## Exercise directions:
For each line of the data that includes the word "toml", copy the line.

## Data in this exercise:
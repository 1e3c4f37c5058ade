//! rsid-usb configuration management

use anyhow::{Context, Result, anyhow};
use firmware::{RebootWait, UpdateOptions};
use serde::{Deserialize, Serialize};
use std::fs;
use std::path::{Path, PathBuf};
use std::time::Duration;
use transport::registry::parse_vid_pid;
use transport::{DeviceRegistry, LineCoding, SupportedDeviceDescriptor};

#[derive(Debug, Clone, Default, Serialize, Deserialize)]
pub struct Config {
    #[serde(default)]
    pub general: GeneralSettings,
    #[serde(default)]
    pub usb: UsbSettings,
    #[serde(default)]
    pub permission: PermissionSettings,
    #[serde(default)]
    pub firmware: FirmwareSettings,
}

#[derive(Debug, Clone, Serialize, Deserialize)]
pub struct GeneralSettings {
    pub log_level: String,
}

impl Default for GeneralSettings {
    fn default() -> Self {
        Self {
            log_level: "info".to_string(),
        }
    }
}

/// USB transport settings
#[derive(Debug, Clone, Serialize, Deserialize)]
pub struct UsbSettings {
    /// Devices to accept in addition to the built-in ones ("0xVID:0xPID")
    #[serde(default)]
    pub extra_devices: Vec<String>,
    #[serde(default = "UsbSettings::default_baud_rate")]
    pub baud_rate: u32,
    #[serde(default = "UsbSettings::default_data_bits")]
    pub data_bits: u8,
    #[serde(default = "UsbSettings::default_stop_bits")]
    pub stop_bits: u8,
    #[serde(default)]
    pub parity: u8,
    /// Timeout of the SET_LINE_CODING control transfer
    #[serde(default = "UsbSettings::default_control_timeout_ms")]
    pub control_timeout_ms: u64,
}

impl Default for UsbSettings {
    fn default() -> Self {
        Self {
            extra_devices: Vec::new(),
            baud_rate: Self::default_baud_rate(),
            data_bits: Self::default_data_bits(),
            stop_bits: Self::default_stop_bits(),
            parity: 0,
            control_timeout_ms: Self::default_control_timeout_ms(),
        }
    }
}

impl UsbSettings {
    fn default_baud_rate() -> u32 {
        115_200
    }

    fn default_data_bits() -> u8 {
        8
    }

    fn default_stop_bits() -> u8 {
        1
    }

    fn default_control_timeout_ms() -> u64 {
        5000
    }
}

#[derive(Debug, Clone, Serialize, Deserialize)]
pub struct PermissionSettings {
    /// How long to wait for a permission answer
    #[serde(default = "PermissionSettings::default_timeout_secs")]
    pub timeout_secs: u64,
}

impl Default for PermissionSettings {
    fn default() -> Self {
        Self {
            timeout_secs: Self::default_timeout_secs(),
        }
    }
}

impl PermissionSettings {
    fn default_timeout_secs() -> u64 {
        30
    }
}

/// Firmware update settings
#[derive(Debug, Clone, Serialize, Deserialize)]
pub struct FirmwareSettings {
    #[serde(default = "FirmwareSettings::default_min_wait_ms")]
    pub min_wait_after_restart_ms: u64,
    #[serde(default = "FirmwareSettings::default_max_wait_ms")]
    pub max_wait_after_restart_ms: u64,
    #[serde(default = "FirmwareSettings::default_probe_interval_ms")]
    pub probe_interval_ms: u64,
    /// Directory searched for firmware images (supports ~)
    #[serde(default)]
    pub image_dir: Option<String>,
}

impl Default for FirmwareSettings {
    fn default() -> Self {
        Self {
            min_wait_after_restart_ms: Self::default_min_wait_ms(),
            max_wait_after_restart_ms: Self::default_max_wait_ms(),
            probe_interval_ms: Self::default_probe_interval_ms(),
            image_dir: None,
        }
    }
}

impl FirmwareSettings {
    fn default_min_wait_ms() -> u64 {
        7000
    }

    fn default_max_wait_ms() -> u64 {
        30000
    }

    fn default_probe_interval_ms() -> u64 {
        1000
    }
}

impl Config {
    /// Load configuration from the specified path
    pub fn load(path: Option<PathBuf>) -> Result<Self> {
        let config_path = if let Some(p) = path {
            p
        } else {
            // Try standard locations in order
            let candidates = vec![
                Self::default_path(),
                PathBuf::from("/etc/rsid-usb/config.toml"),
            ];

            candidates
                .into_iter()
                .find(|p| p.exists())
                .ok_or_else(|| anyhow!("No configuration file found"))?
        };

        let content = fs::read_to_string(&config_path)
            .with_context(|| format!("Failed to read config file: {}", config_path.display()))?;

        let config: Config = toml::from_str(&content)
            .with_context(|| format!("Failed to parse config file: {}", config_path.display()))?;

        config.validate()?;

        tracing::info!("Loaded configuration from: {}", config_path.display());
        Ok(config)
    }

    /// Load configuration or return defaults if not found
    pub fn load_or_default() -> Self {
        match Self::load(None) {
            Ok(config) => config,
            Err(e) => {
                tracing::debug!("{}, using defaults", e);
                Self::default()
            }
        }
    }

    /// Save configuration to the specified path
    pub fn save(&self, path: &Path) -> Result<()> {
        let content = toml::to_string_pretty(self).context("Failed to serialize configuration")?;

        if let Some(parent) = path.parent() {
            fs::create_dir_all(parent).with_context(|| {
                format!("Failed to create config directory: {}", parent.display())
            })?;
        }

        fs::write(path, content)
            .with_context(|| format!("Failed to write config file: {}", path.display()))?;

        tracing::info!("Saved configuration to: {}", path.display());
        Ok(())
    }

    /// Get the default configuration file path
    pub fn default_path() -> PathBuf {
        if let Some(config_dir) = dirs::config_dir() {
            config_dir.join("rsid-usb").join("config.toml")
        } else {
            PathBuf::from(".config/rsid-usb/config.toml")
        }
    }

    /// Validate configuration values
    pub fn validate(&self) -> Result<()> {
        let valid_levels = ["trace", "debug", "info", "warn", "error"];
        if !valid_levels.contains(&self.general.log_level.as_str()) {
            return Err(anyhow!(
                "Invalid log level '{}', must be one of: {}",
                self.general.log_level,
                valid_levels.join(", ")
            ));
        }

        for device in &self.usb.extra_devices {
            parse_vid_pid(device).map_err(|e| anyhow!(e))?;
        }

        self.line_coding().validate().map_err(|e| anyhow!(e))?;

        let fw = &self.firmware;
        if fw.probe_interval_ms == 0 {
            return Err(anyhow!("probe_interval_ms must be greater than 0"));
        }
        if fw.max_wait_after_restart_ms < fw.min_wait_after_restart_ms {
            return Err(anyhow!(
                "max_wait_after_restart_ms ({}) is less than min_wait_after_restart_ms ({})",
                fw.max_wait_after_restart_ms,
                fw.min_wait_after_restart_ms
            ));
        }

        Ok(())
    }

    /// Built-in registry plus the configured extra devices
    pub fn registry(&self) -> Result<DeviceRegistry> {
        let extra = self
            .usb
            .extra_devices
            .iter()
            .map(|device| {
                parse_vid_pid(device)
                    .map(|(vid, pid)| SupportedDeviceDescriptor::new(vid, pid))
                    .map_err(|e| anyhow!(e))
            })
            .collect::<Result<Vec<_>>>()?;
        Ok(DeviceRegistry::builtin().with_extra(extra))
    }

    pub fn line_coding(&self) -> LineCoding {
        LineCoding {
            baud_rate: self.usb.baud_rate,
            stop_bits: self.usb.stop_bits,
            parity: self.usb.parity,
            data_bits: self.usb.data_bits,
        }
    }

    pub fn control_timeout(&self) -> Duration {
        Duration::from_millis(self.usb.control_timeout_ms)
    }

    pub fn permission_timeout(&self) -> Duration {
        Duration::from_secs(self.permission.timeout_secs)
    }

    pub fn reboot_wait(&self) -> RebootWait {
        RebootWait {
            min_wait: Duration::from_millis(self.firmware.min_wait_after_restart_ms),
            probe_interval: Duration::from_millis(self.firmware.probe_interval_ms),
            max_wait: Duration::from_millis(self.firmware.max_wait_after_restart_ms),
        }
    }

    /// Options for the firmware orchestrator
    ///
    /// For callers that embed an SDK binding and run updates. Whether to
    /// force a full flash is a per-run choice and stays off here.
    pub fn update_options(&self) -> Result<UpdateOptions> {
        Ok(UpdateOptions {
            registry: self.registry()?,
            line_coding: self.line_coding(),
            control_timeout: self.control_timeout(),
            permission_timeout: self.permission_timeout(),
            reboot_wait: self.reboot_wait(),
            force_full: false,
        })
    }

    /// Configured image directory with `~` expanded
    pub fn image_dir(&self) -> Option<PathBuf> {
        self.firmware
            .image_dir
            .as_deref()
            .map(|dir| PathBuf::from(shellexpand::tilde(dir).as_ref()))
    }
}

## Result of this exercise:
                PathBuf::from("/etc/rsid-usb/config.toml"),
        let config: Config = toml::from_str(&content)
        let content = toml::to_string_pretty(self).context("Failed to serialize configuration")?;
            config_dir.join("rsid-usb").join("config.toml")
            PathBuf::from(".config/rsid-usb/config.toml")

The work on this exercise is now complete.